Problem requirements: Pull from the data below each line where the word "already" occurs, and copy it.
^^^^
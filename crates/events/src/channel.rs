//! Job update channel abstraction (subscription mechanics only).
//!
//! The channel is owned by the backend; the client only subscribes per job.
//! Reconnection and framing are the transport's business, and a dead
//! transport simply stops delivering: subscribers see `recv()` return `None`
//! at worst, or nothing at all.

use std::sync::Arc;

use thiserror::Error;
use tokio::sync::mpsc;

use tellmemo_core::JobId;

use crate::update::JobUpdate;

#[derive(Debug, Error, Clone, PartialEq, Eq)]
pub enum ChannelError {
    /// Internal lock poisoning.
    #[error("channel state poisoned")]
    Poisoned,
    /// The transport could not be opened or has shut down.
    #[error("transport error: {0}")]
    Transport(String),
}

type UnsubscribeHook = Box<dyn FnOnce() + Send + Sync>;

/// A per-job stream of updates.
///
/// Updates arrive in the order the channel delivered them. Dropping the
/// subscription unsubscribes: the receiver closes and the transport's
/// unsubscribe hook, if any, runs once.
pub struct Subscription<M> {
    receiver: mpsc::UnboundedReceiver<M>,
    on_drop: Option<UnsubscribeHook>,
}

impl<M> Subscription<M> {
    pub fn new(receiver: mpsc::UnboundedReceiver<M>) -> Self {
        Self { receiver, on_drop: None }
    }

    /// Run `hook` when the subscription is dropped, e.g. to tell a remote
    /// peer to stop sending.
    pub fn with_unsubscribe(mut self, hook: impl FnOnce() + Send + Sync + 'static) -> Self {
        self.on_drop = Some(Box::new(hook));
        self
    }

    /// Wait for the next message. `None` once the channel side is gone.
    pub async fn recv(&mut self) -> Option<M> {
        self.receiver.recv().await
    }

    /// Take a message if one is already queued.
    pub fn try_recv(&mut self) -> Result<M, mpsc::error::TryRecvError> {
        self.receiver.try_recv()
    }
}

impl<M> Drop for Subscription<M> {
    fn drop(&mut self) {
        self.receiver.close();
        if let Some(hook) = self.on_drop.take() {
            hook();
        }
    }
}

impl<M> std::fmt::Debug for Subscription<M> {
    fn fmt(&self, f: &mut std::fmt::Formatter<'_>) -> std::fmt::Result {
        f.debug_struct("Subscription")
            .field("unsubscribe_hook", &self.on_drop.is_some())
            .finish_non_exhaustive()
    }
}

/// Source of job status updates, filtered by job identifier.
pub trait JobUpdateChannel: Send + Sync {
    fn subscribe(&self, job_id: &JobId) -> Subscription<JobUpdate>;
}

impl<C> JobUpdateChannel for Arc<C>
where
    C: JobUpdateChannel + ?Sized,
{
    fn subscribe(&self, job_id: &JobId) -> Subscription<JobUpdate> {
        (**self).subscribe(job_id)
    }
}
//! Which upstream events invalidate which read caches.
//!
//! | trigger                     | invalidated caches                                   |
//! |-----------------------------|------------------------------------------------------|
//! | job completed for project P | `ProjectList`, `MeetingList`, `ProjectSummaries(P)`, `ProjectBlockers(P)` |
//!
//! The set is fixed; nothing registers extra targets at runtime.

use tellmemo_core::ProjectId;

use crate::cache::{CacheKey, CacheRegistry};

/// Caches made stale by a job completing for `project_id`.
pub fn job_completion_targets(project_id: &ProjectId) -> [CacheKey; 4] {
    [
        CacheKey::ProjectList,
        CacheKey::MeetingList,
        CacheKey::ProjectSummaries(project_id.clone()),
        CacheKey::ProjectBlockers(project_id.clone()),
    ]
}

/// Invalidate the completion fan-out for a project.
pub fn invalidate_for_job_completion(registry: &CacheRegistry, project_id: &ProjectId) {
    for key in job_completion_targets(project_id) {
        registry.invalidate(&key);
    }
}

#[cfg(test)]
mod tests {
    use super::*;

    #[test]
    fn completion_fanout_covers_the_four_caches() {
        let registry = CacheRegistry::new();
        let project = ProjectId::from("p1");
        invalidate_for_job_completion(&registry, &project);

        for key in job_completion_targets(&project) {
            assert_eq!(registry.invalidation_count(&key), 1, "{key}");
        }
        // Other projects are left alone.
        let other = CacheKey::ProjectSummaries(ProjectId::from("p2"));
        assert_eq!(registry.invalidation_count(&other), 0);
    }
}
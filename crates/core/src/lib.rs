//! `tellmemo-core`: shared client model.
//!
//! Identifiers, job snapshots, summary records and the notification seam.
//! No IO and no async here; transports and services live in the other crates.

pub mod error;
pub mod id;
pub mod job;
pub mod notify;
pub mod summary;

pub use error::{DomainError, DomainResult};
pub use id::{ContentId, JobId, ProjectId, SummaryId};
pub use job::{Job, JobResult, JobStatus};
pub use notify::{Notice, NoticeLevel, Notifier, RecordingNotifier, TracingNotifier};
pub use summary::{
    ActionItem, Blocker, Decision, LessonLearned, OpenQuestion, Risk, SummaryRecord, SummaryType,
};
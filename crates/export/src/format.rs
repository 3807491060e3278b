use core::str::FromStr;

use serde::{Deserialize, Serialize};

use crate::error::ExportError;

#[derive(Debug, Clone, Copy, PartialEq, Eq, Hash, Serialize, Deserialize)]
#[serde(rename_all = "lowercase")]
pub enum ExportFormat {
    Pdf,
    /// Word-openable HTML; not a real OOXML package.
    Docx,
    Markdown,
    Json,
}

impl ExportFormat {
    pub const ALL: [ExportFormat; 4] =
        [ExportFormat::Pdf, ExportFormat::Docx, ExportFormat::Markdown, ExportFormat::Json];

    pub fn extension(&self) -> &'static str {
        match self {
            ExportFormat::Pdf => "pdf",
            ExportFormat::Docx => "html",
            ExportFormat::Markdown => "md",
            ExportFormat::Json => "json",
        }
    }

    pub fn mime_type(&self) -> &'static str {
        match self {
            ExportFormat::Pdf => "application/pdf",
            ExportFormat::Docx => "application/msword",
            ExportFormat::Markdown => "text/markdown",
            ExportFormat::Json => "application/json",
        }
    }

    pub fn label(&self) -> &'static str {
        match self {
            ExportFormat::Pdf => "PDF",
            ExportFormat::Docx => "Word",
            ExportFormat::Markdown => "Markdown",
            ExportFormat::Json => "JSON",
        }
    }
}

impl FromStr for ExportFormat {
    type Err = ExportError;

    fn from_str(s: &str) -> Result<Self, Self::Err> {
        match s.trim().to_ascii_lowercase().as_str() {
            "pdf" => Ok(ExportFormat::Pdf),
            "docx" | "doc" | "word" | "html" => Ok(ExportFormat::Docx),
            "markdown" | "md" => Ok(ExportFormat::Markdown),
            "json" => Ok(ExportFormat::Json),
            other => Err(ExportError::UnknownFormat(other.to_string())),
        }
    }
}
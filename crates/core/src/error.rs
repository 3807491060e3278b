//! Domain error model.

use thiserror::Error;

/// Result type used across the client model.
pub type DomainResult<T> = Result<T, DomainError>;

/// Model-level error.
///
/// Deterministic failures only (validation, malformed identifiers).
/// Transport and IO failures belong to the crates that do IO.
#[derive(Debug, Error, Clone, PartialEq, Eq)]
pub enum DomainError {
    /// A value failed validation (e.g. malformed input).
    #[error("validation failed: {0}")]
    Validation(String),

    /// An identifier was invalid (e.g. empty string).
    #[error("invalid identifier: {0}")]
    InvalidId(String),
}

impl DomainError {
    pub fn validation(msg: impl Into<String>) -> Self {
        Self::Validation(msg.into())
    }

    pub fn invalid_id(msg: impl Into<String>) -> Self {
        Self::InvalidId(msg.into())
    }
}
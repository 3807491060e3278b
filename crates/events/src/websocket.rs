//! WebSocket transport for job updates.
//!
//! One connection carries every job. A background task writes subscribe and
//! unsubscribe frames and fans decoded updates out through an
//! [`InMemoryJobChannel`].
//! When the socket closes the task ends and subscribers stop receiving;
//! reconnecting is left to whoever owns the channel.

use std::sync::Arc;

use futures::{SinkExt, StreamExt};
use tokio::sync::mpsc;
use tokio::task::JoinHandle;
use tokio_tungstenite::tungstenite::Message;

use tellmemo_core::JobId;

use crate::channel::{ChannelError, JobUpdateChannel, Subscription};
use crate::frame::{ClientFrame, ServerFrame, decode_server_frame};
use crate::in_memory::InMemoryJobChannel;
use crate::update::JobUpdate;

pub struct WsJobChannel {
    fanout: Arc<InMemoryJobChannel>,
    outgoing: mpsc::UnboundedSender<ClientFrame>,
    task: JoinHandle<()>,
}

impl WsJobChannel {
    /// Open the socket and start the pump task.
    pub async fn connect(url: &str) -> Result<Self, ChannelError> {
        let (stream, _response) = tokio_tungstenite::connect_async(url)
            .await
            .map_err(|e| ChannelError::Transport(e.to_string()))?;
        tracing::info!(url = %url, "job update socket connected");

        let (mut write, mut read) = stream.split();
        let (outgoing, mut commands) = mpsc::unbounded_channel::<ClientFrame>();
        let fanout = Arc::new(InMemoryJobChannel::new());
        let sink = fanout.clone();

        let task = tokio::spawn(async move {
            loop {
                tokio::select! {
                    command = commands.recv() => {
                        let Some(frame) = command else { break };
                        let text = match serde_json::to_string(&frame) {
                            Ok(text) => text,
                            Err(e) => {
                                tracing::error!(error = %e, "failed to encode client frame");
                                continue;
                            }
                        };
                        if let Err(e) = write.send(Message::Text(text)).await {
                            tracing::warn!(error = %e, "job update socket write failed");
                            break;
                        }
                    }
                    incoming = read.next() => match incoming {
                        Some(Ok(Message::Text(text))) => match decode_server_frame(&text) {
                            Ok(ServerFrame::JobUpdate(update)) => {
                                if let Err(e) = sink.publish(update) {
                                    tracing::error!(error = %e, "failed to fan out job update");
                                }
                            }
                            Ok(ServerFrame::Other(kind)) => {
                                tracing::trace!(kind = %kind, "ignoring frame");
                            }
                            Err(e) => tracing::warn!(error = %e, "dropping undecodable frame"),
                        },
                        Some(Ok(Message::Close(_))) | None => break,
                        Some(Ok(_)) => {}
                        Some(Err(e)) => {
                            tracing::warn!(error = %e, "job update socket read failed");
                            break;
                        }
                    }
                }
            }
            tracing::info!("job update socket closed");
        });

        Ok(Self { fanout, outgoing, task })
    }

    /// Whether the pump task is still running.
    pub fn is_connected(&self) -> bool {
        !self.task.is_finished()
    }
}

impl JobUpdateChannel for WsJobChannel {
    fn subscribe(&self, job_id: &JobId) -> Subscription<JobUpdate> {
        let subscription = self.fanout.subscribe(job_id);
        if self
            .outgoing
            .send(ClientFrame::Subscribe { job_id: job_id.clone() })
            .is_err()
        {
            tracing::debug!(job_id = %job_id, "socket gone; subscription will stay silent");
            return subscription;
        }

        let outgoing = self.outgoing.clone();
        let job_id = job_id.clone();
        subscription.with_unsubscribe(move || {
            // Closed socket: the server has forgotten us already.
            let _ = outgoing.send(ClientFrame::Unsubscribe { job_id });
        })
    }
}

impl Drop for WsJobChannel {
    fn drop(&mut self) {
        self.task.abort();
    }
}
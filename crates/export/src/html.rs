//! Word-openable HTML, saved as the `.doc`-style export.
//!
//! Word and LibreOffice both open HTML carrying the Office namespaces; this is
//! the whole "DOCX" support.

use std::fmt::Write as _;

use tellmemo_core::SummaryRecord;

use crate::sections::{metadata, sections};

const STYLE: &str = "body{font-family:Calibri,Arial,sans-serif;font-size:11pt;line-height:1.4}\
h1{font-size:20pt;margin-bottom:4pt}h2{font-size:14pt;margin-top:16pt}\
.meta{color:#555555}.detail{color:#444444;font-size:10pt}";

pub fn render(summary: &SummaryRecord) -> Vec<u8> {
    let mut out = String::new();
    let title = escape(&summary.subject);

    out.push_str(
        "<html xmlns:o=\"urn:schemas-microsoft-com:office:office\" \
         xmlns:w=\"urn:schemas-microsoft-com:office:word\" \
         xmlns=\"http://www.w3.org/TR/REC-html40\">\n",
    );
    let _ = writeln!(
        out,
        "<head><meta charset=\"utf-8\"><title>{title}</title>\
         <!--[if gte mso 9]><xml><w:WordDocument><w:View>Print</w:View></w:WordDocument></xml><![endif]-->\
         <style>{STYLE}</style></head>"
    );
    out.push_str("<body>\n");
    let _ = writeln!(out, "<h1>{title}</h1>");

    let meta: Vec<String> = metadata(summary)
        .into_iter()
        .map(|(label, value)| format!("<b>{label}:</b> {}", escape(&value)))
        .collect();
    let _ = writeln!(out, "<p class=\"meta\">{}</p>", meta.join(" &middot; "));

    out.push_str("<h2>Overview</h2>\n");
    for paragraph in summary.body.split("\n\n").map(str::trim).filter(|p| !p.is_empty()) {
        let _ = writeln!(out, "<p>{}</p>", escape(paragraph).replace('\n', "<br>"));
    }

    for section in sections(summary) {
        let _ = writeln!(out, "<h2>{}</h2>\n<ul>", section.title);
        for item in &section.items {
            let _ = write!(out, "<li>{}", escape(&item.text));
            for (label, value) in &item.details {
                let _ = write!(out, "<br><span class=\"detail\"><i>{label}:</i> {}</span>", escape(value));
            }
            out.push_str("</li>\n");
        }
        out.push_str("</ul>\n");
    }

    out.push_str("</body>\n</html>\n");
    out.into_bytes()
}

pub fn escape(text: &str) -> String {
    let mut escaped = String::with_capacity(text.len());
    for c in text.chars() {
        match c {
            '&' => escaped.push_str("&amp;"),
            '<' => escaped.push_str("&lt;"),
            '>' => escaped.push_str("&gt;"),
            '"' => escaped.push_str("&quot;"),
            '\'' => escaped.push_str("&#39;"),
            c => escaped.push(c),
        }
    }
    escaped
}

#[cfg(test)]
mod tests {
    use super::*;
    use tellmemo_core::ActionItem;

    #[test]
    fn markup_is_escaped() {
        let mut summary = SummaryRecord::new("R&D <sync>", "a < b");
        summary.action_items.push(ActionItem::new("Fix \"quotes\""));

        let html = String::from_utf8(render(&summary)).unwrap();
        assert!(html.contains("<h1>R&amp;D &lt;sync&gt;</h1>"));
        assert!(html.contains("<p>a &lt; b</p>"));
        assert!(html.contains("<li>Fix &quot;quotes&quot;</li>"));
        assert!(!html.contains("<sync>"));
    }

    #[test]
    fn carries_office_namespaces_and_skips_empty_sections() {
        let html = String::from_utf8(render(&SummaryRecord::new("Sync", "Body"))).unwrap();
        assert!(html.contains("urn:schemas-microsoft-com:office:word"));
        assert!(html.contains("<h2>Overview</h2>"));
        assert!(!html.contains("<ul>"));
    }
}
^^^^
Your response:
    /// Take a message if one is already queued.
            // Closed socket: the server has forgotten us already.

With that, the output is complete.